What you have to do:
For each record that follows, write out an identical copy.

== Supplied records ==

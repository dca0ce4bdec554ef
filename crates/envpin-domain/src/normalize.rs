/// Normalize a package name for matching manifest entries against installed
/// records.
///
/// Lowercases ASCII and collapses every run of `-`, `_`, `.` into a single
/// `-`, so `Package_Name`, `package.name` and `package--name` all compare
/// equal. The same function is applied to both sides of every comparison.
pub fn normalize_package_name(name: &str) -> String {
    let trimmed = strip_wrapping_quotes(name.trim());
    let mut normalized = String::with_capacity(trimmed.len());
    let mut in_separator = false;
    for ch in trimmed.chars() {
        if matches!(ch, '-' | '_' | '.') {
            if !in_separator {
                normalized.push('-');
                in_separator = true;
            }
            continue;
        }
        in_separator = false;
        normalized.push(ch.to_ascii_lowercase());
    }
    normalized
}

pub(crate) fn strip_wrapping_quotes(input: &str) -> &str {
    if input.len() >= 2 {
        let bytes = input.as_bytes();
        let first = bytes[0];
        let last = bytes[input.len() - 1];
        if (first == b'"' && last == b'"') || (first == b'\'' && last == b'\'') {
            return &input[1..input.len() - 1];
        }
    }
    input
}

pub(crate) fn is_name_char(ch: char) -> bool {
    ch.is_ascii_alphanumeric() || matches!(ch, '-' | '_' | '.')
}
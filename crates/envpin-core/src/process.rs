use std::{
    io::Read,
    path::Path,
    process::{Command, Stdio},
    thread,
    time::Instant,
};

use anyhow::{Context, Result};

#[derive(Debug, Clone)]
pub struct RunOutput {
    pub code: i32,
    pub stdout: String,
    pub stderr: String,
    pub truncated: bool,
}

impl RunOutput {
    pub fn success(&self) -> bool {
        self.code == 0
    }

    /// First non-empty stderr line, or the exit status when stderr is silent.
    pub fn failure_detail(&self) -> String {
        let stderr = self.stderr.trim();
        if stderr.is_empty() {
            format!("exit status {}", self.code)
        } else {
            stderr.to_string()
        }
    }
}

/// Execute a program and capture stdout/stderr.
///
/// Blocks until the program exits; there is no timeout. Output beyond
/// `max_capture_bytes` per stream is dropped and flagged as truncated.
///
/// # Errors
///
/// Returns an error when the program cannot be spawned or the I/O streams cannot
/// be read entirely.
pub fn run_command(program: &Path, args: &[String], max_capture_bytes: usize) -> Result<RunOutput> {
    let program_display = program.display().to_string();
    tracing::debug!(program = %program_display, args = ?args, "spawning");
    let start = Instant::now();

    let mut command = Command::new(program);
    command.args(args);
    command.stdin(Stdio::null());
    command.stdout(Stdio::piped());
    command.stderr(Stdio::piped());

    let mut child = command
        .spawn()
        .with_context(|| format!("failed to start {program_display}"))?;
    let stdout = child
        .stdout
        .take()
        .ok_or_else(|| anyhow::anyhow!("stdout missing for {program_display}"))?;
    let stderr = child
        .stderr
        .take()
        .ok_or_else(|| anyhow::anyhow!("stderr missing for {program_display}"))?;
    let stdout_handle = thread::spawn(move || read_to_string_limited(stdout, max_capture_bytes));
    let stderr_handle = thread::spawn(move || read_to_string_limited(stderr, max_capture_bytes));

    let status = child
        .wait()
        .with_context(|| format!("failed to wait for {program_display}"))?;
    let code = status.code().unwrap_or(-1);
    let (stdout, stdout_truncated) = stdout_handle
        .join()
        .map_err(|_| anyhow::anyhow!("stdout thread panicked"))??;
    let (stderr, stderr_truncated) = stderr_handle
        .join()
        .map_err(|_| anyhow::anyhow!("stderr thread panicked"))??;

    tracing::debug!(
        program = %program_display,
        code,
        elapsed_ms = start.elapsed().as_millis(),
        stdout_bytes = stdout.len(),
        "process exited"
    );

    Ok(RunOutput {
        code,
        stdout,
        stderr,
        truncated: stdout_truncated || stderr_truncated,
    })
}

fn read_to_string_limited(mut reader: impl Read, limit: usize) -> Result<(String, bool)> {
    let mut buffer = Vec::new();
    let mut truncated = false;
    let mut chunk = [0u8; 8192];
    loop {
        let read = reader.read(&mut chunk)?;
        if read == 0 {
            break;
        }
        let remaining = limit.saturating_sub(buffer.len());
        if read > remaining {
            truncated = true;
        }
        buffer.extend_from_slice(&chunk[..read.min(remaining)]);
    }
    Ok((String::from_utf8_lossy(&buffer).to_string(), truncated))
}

===

Reply:
repository dca0ce4bdec554ef
filename crates/envpin-domain/src/normalize.rs
/// Normalize a package name for matching manifest entries against installed
/// records.
///
/// Lowercases ASCII and collapses every run of `-`, `_`, `.` into a single
/// `-`, so `Package_Name`, `package.name` and `package--name` all compare
/// equal. The same function is applied to both sides of every comparison.
pub fn normalize_package_name(name: &str) -> String {
    let trimmed = strip_wrapping_quotes(name.trim());
    let mut normalized = String::with_capacity(trimmed.len());
    let mut in_separator = false;
    for ch in trimmed.chars() {
        if matches!(ch, '-' | '_' | '.') {
            if !in_separator {
                normalized.push('-');
                in_separator = true;
            }
            continue;
        }
        in_separator = false;
        normalized.push(ch.to_ascii_lowercase());
    }
    normalized
}

pub(crate) fn strip_wrapping_quotes(input: &str) -> &str {
    if input.len() >= 2 {
        let bytes = input.as_bytes();
        let first = bytes[0];
        let last = bytes[input.len() - 1];
        if (first == b'"' && last == b'"') || (first == b'\'' && last == b'\'') {
            return &input[1..input.len() - 1];
        }
    }
    input
}

pub(crate) fn is_name_char(ch: char) -> bool {
    ch.is_ascii_alphanumeric() || matches!(ch, '-' | '_' | '.')
}
filename crates/envpin-core/src/process.rs
use std::{
    io::Read,
    path::Path,
    process::{Command, Stdio},
    thread,
    time::Instant,
};

use anyhow::{Context, Result};

#[derive(Debug, Clone)]
pub struct RunOutput {
    pub code: i32,
    pub stdout: String,
    pub stderr: String,
    pub truncated: bool,
}

impl RunOutput {
    pub fn success(&self) -> bool {
        self.code == 0
    }

    /// First non-empty stderr line, or the exit status when stderr is silent.
    pub fn failure_detail(&self) -> String {
        let stderr = self.stderr.trim();
        if stderr.is_empty() {
            format!("exit status {}", self.code)
        } else {
            stderr.to_string()
        }
    }
}

/// Execute a program and capture stdout/stderr.
///
/// Blocks until the program exits; there is no timeout. Output beyond
/// `max_capture_bytes` per stream is dropped and flagged as truncated.
///
/// # Errors
///
/// Returns an error when the program cannot be spawned or the I/O streams cannot
/// be read entirely.
pub fn run_command(program: &Path, args: &[String], max_capture_bytes: usize) -> Result<RunOutput> {
    let program_display = program.display().to_string();
    tracing::debug!(program = %program_display, args = ?args, "spawning");
    let start = Instant::now();

    let mut command = Command::new(program);
    command.args(args);
    command.stdin(Stdio::null());
    command.stdout(Stdio::piped());
    command.stderr(Stdio::piped());

    let mut child = command
        .spawn()
        .with_context(|| format!("failed to start {program_display}"))?;
    let stdout = child
        .stdout
        .take()
        .ok_or_else(|| anyhow::anyhow!("stdout missing for {program_display}"))?;
    let stderr = child
        .stderr
        .take()
        .ok_or_else(|| anyhow::anyhow!("stderr missing for {program_display}"))?;
    let stdout_handle = thread::spawn(move || read_to_string_limited(stdout, max_capture_bytes));
    let stderr_handle = thread::spawn(move || read_to_string_limited(stderr, max_capture_bytes));

    let status = child
        .wait()
        .with_context(|| format!("failed to wait for {program_display}"))?;
    let code = status.code().unwrap_or(-1);
    let (stdout, stdout_truncated) = stdout_handle
        .join()
        .map_err(|_| anyhow::anyhow!("stdout thread panicked"))??;
    let (stderr, stderr_truncated) = stderr_handle
        .join()
        .map_err(|_| anyhow::anyhow!("stderr thread panicked"))??;

    tracing::debug!(
        program = %program_display,
        code,
        elapsed_ms = start.elapsed().as_millis(),
        stdout_bytes = stdout.len(),
        "process exited"
    );

    Ok(RunOutput {
        code,
        stdout,
        stderr,
        truncated: stdout_truncated || stderr_truncated,
    })
}

fn read_to_string_limited(mut reader: impl Read, limit: usize) -> Result<(String, bool)> {
    let mut buffer = Vec::new();
    let mut truncated = false;
    let mut chunk = [0u8; 8192];
    loop {
        let read = reader.read(&mut chunk)?;
        if read == 0 {
            break;
        }
        let remaining = limit.saturating_sub(buffer.len());
        if read > remaining {
            truncated = true;
        }
        buffer.extend_from_slice(&chunk[..read.min(remaining)]);
    }
    Ok((String::from_utf8_lossy(&buffer).to_string(), truncated))
}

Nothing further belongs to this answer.